• Directions: Each line in the entries that has the word "output" has to be copied.
===== Recorded information
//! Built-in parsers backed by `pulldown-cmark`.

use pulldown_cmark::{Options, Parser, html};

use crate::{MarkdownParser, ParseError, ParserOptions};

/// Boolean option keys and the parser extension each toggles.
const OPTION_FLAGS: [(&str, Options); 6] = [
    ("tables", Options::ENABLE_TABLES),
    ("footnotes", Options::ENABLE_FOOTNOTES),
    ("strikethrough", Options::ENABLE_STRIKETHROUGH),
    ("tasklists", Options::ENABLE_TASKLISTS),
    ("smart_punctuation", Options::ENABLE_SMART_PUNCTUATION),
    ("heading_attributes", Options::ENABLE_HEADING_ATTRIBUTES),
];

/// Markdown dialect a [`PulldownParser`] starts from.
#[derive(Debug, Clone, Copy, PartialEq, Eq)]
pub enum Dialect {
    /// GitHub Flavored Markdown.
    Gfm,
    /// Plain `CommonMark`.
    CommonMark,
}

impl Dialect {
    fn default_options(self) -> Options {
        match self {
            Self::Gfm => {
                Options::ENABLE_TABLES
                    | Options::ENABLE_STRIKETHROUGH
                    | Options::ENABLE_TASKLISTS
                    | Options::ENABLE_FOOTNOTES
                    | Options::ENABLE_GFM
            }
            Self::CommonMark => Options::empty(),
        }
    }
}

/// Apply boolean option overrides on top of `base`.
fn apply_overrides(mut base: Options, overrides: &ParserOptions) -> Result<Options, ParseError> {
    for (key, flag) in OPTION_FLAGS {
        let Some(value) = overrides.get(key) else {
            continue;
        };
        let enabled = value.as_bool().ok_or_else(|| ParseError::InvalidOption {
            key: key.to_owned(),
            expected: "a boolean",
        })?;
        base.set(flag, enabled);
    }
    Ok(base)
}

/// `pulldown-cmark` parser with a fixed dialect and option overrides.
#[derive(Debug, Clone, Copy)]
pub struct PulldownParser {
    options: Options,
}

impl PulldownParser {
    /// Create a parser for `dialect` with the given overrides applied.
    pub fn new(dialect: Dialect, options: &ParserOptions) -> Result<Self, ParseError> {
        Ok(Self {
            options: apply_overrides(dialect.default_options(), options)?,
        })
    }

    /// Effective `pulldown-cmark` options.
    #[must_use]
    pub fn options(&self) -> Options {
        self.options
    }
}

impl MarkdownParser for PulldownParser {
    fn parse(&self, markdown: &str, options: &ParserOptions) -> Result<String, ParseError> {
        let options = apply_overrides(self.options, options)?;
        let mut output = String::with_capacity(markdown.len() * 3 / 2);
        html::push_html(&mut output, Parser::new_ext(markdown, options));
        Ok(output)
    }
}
==========
• Answer below:
        let mut output = String::with_capacity(markdown.len() * 3 / 2);
        html::push_html(&mut output, Parser::new_ext(markdown, options));
        Ok(output)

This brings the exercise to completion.